◆ Assignment: Write out the entries again exactly as they are given.

:: Data for analysis ::

//! Daemon for the study timer.
//!
//! The daemon owns the timer engine and serves commands over a Unix socket:
//! - A tick task drives the engine every 250ms
//! - An accept loop answers IPC requests
//! - SIGINT/SIGTERM flush in-flight progress before exit
//!
//! Ticks and IPC commands share the engine behind one async mutex, so a
//! command arriving in the same instant as the deadline is serialized
//! against the automatic finish.

pub mod ipc;

use std::path::PathBuf;
use std::sync::Arc;

use anyhow::{Context, Result};
use tokio::sync::{mpsc, Mutex};
use tokio::time::{interval, Duration, MissedTickBehavior};

use crate::config::AppConfig;
use crate::engine::{TimerEngine, TimerEvent};

pub use ipc::{IpcServer, RequestHandler, SOCKET_FILE};

/// Tick cadence for the countdown.
const TICK_INTERVAL_MS: u64 = 250;

/// Returns the daemon socket path under the application directory.
pub fn socket_path() -> Result<PathBuf> {
    Ok(AppConfig::app_dir()?.join(SOCKET_FILE))
}

/// Runs the daemon until interrupted.
pub async fn run(config: AppConfig) -> Result<()> {
    let (event_tx, event_rx) = mpsc::unbounded_channel();
    let sink = config.build_sink()?;
    let mut engine = TimerEngine::new(config.timer_config(), sink, event_tx);
    engine.set_lesson_key(Some(config.lesson_key.clone()));
    let engine = Arc::new(Mutex::new(engine));

    let server = IpcServer::new(&socket_path()?)?;
    tracing::info!(socket = ?server.socket_path(), "daemon listening");

    let tick_handle = tokio::spawn(run_tick_loop(Arc::clone(&engine)));
    let event_handle = tokio::spawn(log_events(event_rx));

    let result = serve(&server, Arc::clone(&engine)).await;

    tick_handle.abort();
    event_handle.abort();

    // Last-chance progress flush: pausing a running session saves its
    // accumulated seconds without crediting anything.
    engine.lock().await.suspend();
    tracing::info!("daemon stopped");

    result
}

/// Accept loop, interrupted by SIGINT.
async fn serve(server: &IpcServer, engine: Arc<Mutex<TimerEngine>>) -> Result<()> {
    let handler = RequestHandler::new(engine);

    loop {
        tokio::select! {
            accepted = server.accept() => {
                let mut stream = accepted?;
                match IpcServer::receive_request(&mut stream).await {
                    Ok(request) => {
                        tracing::debug!(?request, "handling request");
                        let response = handler.handle(request).await;
                        if let Err(e) = IpcServer::send_response(&mut stream, &response).await {
                            tracing::warn!(error = %e, "failed to send response");
                        }
                    }
                    Err(e) => {
                        tracing::warn!(error = %e, "invalid request");
                        let response = crate::types::IpcResponse::error(e.to_string());
                        let _ = IpcServer::send_response(&mut stream, &response).await;
                    }
                }
            }
            signal = tokio::signal::ctrl_c() => {
                signal.context("Failed to listen for shutdown signal")?;
                tracing::info!("shutdown signal received");
                return Ok(());
            }
        }
    }
}

/// Drives the engine at the tick cadence.
///
/// A host that throttles or suspends the task skips missed ticks; the
/// engine recomputes remaining time from the wall clock, so the next tick
/// lands on the correct value (or performs the finish) regardless of how
/// many were lost.
async fn run_tick_loop(engine: Arc<Mutex<TimerEngine>>) {
    let mut ticker = interval(Duration::from_millis(TICK_INTERVAL_MS));
    ticker.set_missed_tick_behavior(MissedTickBehavior::Skip);

    loop {
        ticker.tick().await;
        engine.lock().await.tick();
    }
}

/// Logs engine events at appropriate levels.
async fn log_events(mut rx: mpsc::UnboundedReceiver<TimerEvent>) {
    while let Some(event) = rx.recv().await {
        match event {
            TimerEvent::Tick { .. } => {}
            TimerEvent::Started { planned_seconds } => {
                tracing::info!(planned_seconds, "session started");
            }
            TimerEvent::Paused { remaining_ms } => {
                tracing::info!(remaining_ms, "session paused");
            }
            TimerEvent::Resumed { remaining_ms } => {
                tracing::info!(remaining_ms, "session resumed");
            }
            TimerEvent::Reset => tracing::info!("session reset"),
            TimerEvent::Finished {
                minutes_credited,
                completion,
            } => {
                tracing::info!(minutes_credited, ?completion, "session finished");
            }
            TimerEvent::ProgressSaved { seconds } => {
                tracing::debug!(seconds, "progress saved");
            }
            TimerEvent::SaveFailed { message } => {
                tracing::warn!(message, "save failed");
            }
        }
    }
}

:::

◆ Exercise answer:
//! Daemon for the study timer.
//!
//! The daemon owns the timer engine and serves commands over a Unix socket:
//! - A tick task drives the engine every 250ms
//! - An accept loop answers IPC requests
//! - SIGINT/SIGTERM flush in-flight progress before exit
//!
//! Ticks and IPC commands share the engine behind one async mutex, so a
//! command arriving in the same instant as the deadline is serialized
//! against the automatic finish.

pub mod ipc;

use std::path::PathBuf;
use std::sync::Arc;

use anyhow::{Context, Result};
use tokio::sync::{mpsc, Mutex};
use tokio::time::{interval, Duration, MissedTickBehavior};

use crate::config::AppConfig;
use crate::engine::{TimerEngine, TimerEvent};

pub use ipc::{IpcServer, RequestHandler, SOCKET_FILE};

/// Tick cadence for the countdown.
const TICK_INTERVAL_MS: u64 = 250;

/// Returns the daemon socket path under the application directory.
pub fn socket_path() -> Result<PathBuf> {
    Ok(AppConfig::app_dir()?.join(SOCKET_FILE))
}

/// Runs the daemon until interrupted.
pub async fn run(config: AppConfig) -> Result<()> {
    let (event_tx, event_rx) = mpsc::unbounded_channel();
    let sink = config.build_sink()?;
    let mut engine = TimerEngine::new(config.timer_config(), sink, event_tx);
    engine.set_lesson_key(Some(config.lesson_key.clone()));
    let engine = Arc::new(Mutex::new(engine));

    let server = IpcServer::new(&socket_path()?)?;
    tracing::info!(socket = ?server.socket_path(), "daemon listening");

    let tick_handle = tokio::spawn(run_tick_loop(Arc::clone(&engine)));
    let event_handle = tokio::spawn(log_events(event_rx));

    let result = serve(&server, Arc::clone(&engine)).await;

    tick_handle.abort();
    event_handle.abort();

    // Last-chance progress flush: pausing a running session saves its
    // accumulated seconds without crediting anything.
    engine.lock().await.suspend();
    tracing::info!("daemon stopped");

    result
}

/// Accept loop, interrupted by SIGINT.
async fn serve(server: &IpcServer, engine: Arc<Mutex<TimerEngine>>) -> Result<()> {
    let handler = RequestHandler::new(engine);

    loop {
        tokio::select! {
            accepted = server.accept() => {
                let mut stream = accepted?;
                match IpcServer::receive_request(&mut stream).await {
                    Ok(request) => {
                        tracing::debug!(?request, "handling request");
                        let response = handler.handle(request).await;
                        if let Err(e) = IpcServer::send_response(&mut stream, &response).await {
                            tracing::warn!(error = %e, "failed to send response");
                        }
                    }
                    Err(e) => {
                        tracing::warn!(error = %e, "invalid request");
                        let response = crate::types::IpcResponse::error(e.to_string());
                        let _ = IpcServer::send_response(&mut stream, &response).await;
                    }
                }
            }
            signal = tokio::signal::ctrl_c() => {
                signal.context("Failed to listen for shutdown signal")?;
                tracing::info!("shutdown signal received");
                return Ok(());
            }
        }
    }
}

/// Drives the engine at the tick cadence.
///
/// A host that throttles or suspends the task skips missed ticks; the
/// engine recomputes remaining time from the wall clock, so the next tick
/// lands on the correct value (or performs the finish) regardless of how
/// many were lost.
async fn run_tick_loop(engine: Arc<Mutex<TimerEngine>>) {
    let mut ticker = interval(Duration::from_millis(TICK_INTERVAL_MS));
    ticker.set_missed_tick_behavior(MissedTickBehavior::Skip);

    loop {
        ticker.tick().await;
        engine.lock().await.tick();
    }
}

/// Logs engine events at appropriate levels.
async fn log_events(mut rx: mpsc::UnboundedReceiver<TimerEvent>) {
    while let Some(event) = rx.recv().await {
        match event {
            TimerEvent::Tick { .. } => {}
            TimerEvent::Started { planned_seconds } => {
                tracing::info!(planned_seconds, "session started");
            }
            TimerEvent::Paused { remaining_ms } => {
                tracing::info!(remaining_ms, "session paused");
            }
            TimerEvent::Resumed { remaining_ms } => {
                tracing::info!(remaining_ms, "session resumed");
            }
            TimerEvent::Reset => tracing::info!("session reset"),
            TimerEvent::Finished {
                minutes_credited,
                completion,
            } => {
                tracing::info!(minutes_credited, ?completion, "session finished");
            }
            TimerEvent::ProgressSaved { seconds } => {
                tracing::debug!(seconds, "progress saved");
            }
            TimerEvent::SaveFailed { message } => {
                tracing::warn!(message, "save failed");
            }
        }
    }
}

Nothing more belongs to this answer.